10 “Juda is my king: Moab the pot of my hope”. What Juda? He that is of the tribe of Juda. What Juda, but He to whom Jacob himself said, “Juda, your brethren shall praise you”? What therefore should I fear, when Juda my king says, “Fear not them that kill the body”? “Moab the pot of my hope.” Wherefore “pot”? Because tribulation. Wherefore “of my hope”? Because there has gone before Juda my king....Moab is perceived in the Gentiles. For that nation was born of sin, that nation was born of the daughters of Lot, who lay with their father drunken, abusing a father.
Better were it to have remained barren, than thus to have become mothers. But this was a kind of figure of them that abuse the law. For do not heed that law in the Latin language is of the feminine gender: in Greek of the masculine gender it is: but whether it be of the feminine gender in speaking, or of the masculine, the expression makes no difference to the truth. For law has rather a masculine force, because it rules, is not ruled. But moreover, the Apostle Paul says what?
“Good is the law, if any one use it lawfully.” But those daughters of Lot unlawfully used their father. But in the same manner as good works begin to grow when a man uses well the law: so arise evil works, when a man ill uses the law.

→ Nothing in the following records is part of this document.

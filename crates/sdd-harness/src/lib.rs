//! `sdd-harness`: end-to-end test orchestration for agent-driven workflows.
//!
//! The harness runs the `claude` CLI unattended against isolated project
//! directories, watches its streamed output for tool and sub-agent activity,
//! and manages a disposable postgres container for scenarios that need SQL.
//!
//! # Architecture
//!
//! ```text
//!  TestProject          isolated working directory under the scratch root
//!      │
//!      ▼
//!  runner::run_agent    spawns `claude -p … --output-format stream-json`,
//!      │                merges stdout/stderr, mirrors chunks to a debug
//!      │                transcript, kills the process at the deadline
//!      ▼
//!  markers              anchored signatures over the combined output
//!      │
//!      ▼
//!  asserts              existence / content / ordering checks for tests
//! ```
//!
//! SQL-backed scenarios add [`PostgresContainer`]: pre-cleaned start, bounded
//! readiness polling, piped `psql` scripts, teardown that never double-faults.
//!
//! # Example
//!
//! ```rust,ignore
//! use sdd_harness::{asserts, run_agent, RunOptions, TestProject};
//!
//! let project = TestProject::create("snapshot-flow")?;
//! let result = run_agent(
//!     "Add a login spec and regenerate the snapshot",
//!     RunOptions {
//!         cwd: Some(project.path().to_path_buf()),
//!         ..Default::default()
//!     },
//! )
//! .await?;
//!
//! assert_eq!(result.exit_status, 0);
//! assert!(asserts::used_tool(&result, "Write"));
//! assert!(asserts::file_exists(&project, "specs/SNAPSHOT.md"));
//! project.cleanup()?;
//! ```

pub mod asserts;
pub mod error;
pub mod markers;
pub mod postgres;
pub mod runner;
pub mod scratch;

pub use error::{HarnessError, Result};
pub use markers::Marker;
pub use postgres::{engine_available, PostgresContainer, SqlOutput};
pub use runner::{run_agent, RunOptions, RunResult};
pub use scratch::{scratch_root, TestProject};
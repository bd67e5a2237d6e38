//! Moderation: moving entries out of the queue and managing the published
//! list.
//!
//! Approve and decline share one removal path: the entry leaves `pending`
//! and that shortened list is persisted before, and independently of, any
//! write to `approved`. An entry can therefore never appear in both
//! lists, though an approval can be lost if the second write fails after
//! the first lands (accepted partial-failure mode; there is no rollback).

use serde::Deserialize;
use uuid::Uuid;

use crate::domain::error::{ApiError, ApiResult};
use crate::queue;
use crate::service::AppState;
use vouch_types::ApprovedEntry;

/// Payload of a moderation request.
#[derive(Debug, Default, Clone, Deserialize)]
pub struct ModerateRequest {
    #[serde(default)]
    pub id: String,
    #[serde(default)]
    pub action: String,
}

/// Payload of a published-entry deletion request.
#[derive(Debug, Default, Clone, Deserialize)]
pub struct DeleteRequest {
    #[serde(default)]
    pub id: String,
}

/// Approve or decline a queued entry.
pub async fn moderate(state: &AppState, request: ModerateRequest) -> ApiResult<()> {
    if request.id.is_empty() {
        return Err(ApiError::validation("Missing id"));
    }
    let approve = match request.action.as_str() {
        "approve" => true,
        "decline" => false,
        _ => return Err(ApiError::InvalidAction),
    };

    let store = state.store.as_ref();
    let mut pending = queue::load_pending(store).await?;
    let idx = find_by_id(&request.id, pending.iter().map(|e| e.id)).ok_or(ApiError::NotFound)?;
    let entry = pending.remove(idx);
    queue::save_pending(store, pending).await?;

    if approve {
        let mut approved = queue::load_approved(store).await?;
        approved.insert(
            0,
            ApprovedEntry::from_pending(entry, state.clock.now_utc()),
        );
        queue::save_approved(store, approved).await?;
        tracing::info!(id = %request.id, "testimonial approved");
    } else {
        tracing::info!(id = %request.id, "testimonial declined");
    }
    Ok(())
}

/// Remove a published entry by id.
pub async fn delete_approved(state: &AppState, request: DeleteRequest) -> ApiResult<()> {
    if request.id.is_empty() {
        return Err(ApiError::validation("Missing id"));
    }

    let store = state.store.as_ref();
    let mut approved = queue::load_approved(store).await?;
    let idx = find_by_id(&request.id, approved.iter().map(|e| e.id)).ok_or(ApiError::NotFound)?;
    approved.remove(idx);
    queue::save_approved(store, approved).await?;

    tracing::info!(id = %request.id, "published testimonial deleted");
    Ok(())
}

/// Position of the entry whose id matches the caller-supplied string.
/// An unparseable id matches nothing.
fn find_by_id(raw: &str, ids: impl Iterator<Item = Uuid>) -> Option<usize> {
    let id = Uuid::parse_str(raw).ok()?;
    ids.enumerate().find(|(_, have)| *have == id).map(|(i, _)| i)
}
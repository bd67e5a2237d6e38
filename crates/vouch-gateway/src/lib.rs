//! # Testimonial Gateway - HTTP API for submission, moderation, and display
//!
//! This crate exposes the public and operator interfaces of the testimonial
//! service.
//!
//! # Architecture
//!
//! ```text
//! ┌────────────────────────────────────────────────────────────────────┐
//! │                       TESTIMONIAL GATEWAY                          │
//! ├────────────────────────────────────────────────────────────────────┤
//! │  public                          admin (bearer / x-admin-token)    │
//! │  GET  /api/testimonials          GET  .../pending                  │
//! │  POST /api/testimonials/submit   POST .../moderate  POST .../delete│
//! │         │                                  │                       │
//! │  ┌──────┴──────────┐              ┌────────┴─────────┐             │
//! │  │ Intake          │              │ Moderation       │             │
//! │  │ parse→validate→ │              │ auth→locate→move │             │
//! │  │ rate-limit→queue│              │ or discard       │             │
//! │  └──────┬──────────┘              └────────┬─────────┘             │
//! └─────────┼──────────────────────────────────┼───────────────────────┘
//!           ▼                                  ▼
//!      pending (≤200)  ──approve──▶  approved (≤100)
//!          blob store: pending / approved / ratelimit/<ip>
//! ```
//!
//! # Security
//!
//! - Honeypot deflection: bot submissions receive an indistinguishable
//!   success response and persist nothing
//! - Per-IP fixed-window rate limiting, persisted next to the data it guards
//! - Admin token compared in constant time (no timing side channel)
//! - Request body size cap and per-request timeout at the router layer

#![warn(clippy::all)]
#![deny(unsafe_code)]

pub mod auth;
pub mod client_ip;
pub mod domain;
pub mod intake;
pub mod moderation;
pub mod queue;
pub mod ratelimit;
pub mod service;

// Re-exports for public API
pub use domain::config::{ConfigError, GatewayConfig};
pub use domain::error::{ApiError, ApiResult, GatewayError};
pub use service::{build_router, AppState, TestimonialGateway};

/// Crate version
pub const VERSION: &str = env!("CARGO_PKG_VERSION");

Furthermore, they ill using their father, that is, ill using the law, engendered the Moabites, by whom are signified evil works. Thence the tribulation of the Church, thence the pot boiling up. Of this pot in a certain place of prophecy is said, “A pot heated by the North wind.” Whence but by the quarters of the devil, who has said, “I will set my seat at the North”? The chiefest tribulations therefore arise against the Church from none except from those that ill use the law....
Source: The Enarrations, or Expositions, on the Psalms (New Advent)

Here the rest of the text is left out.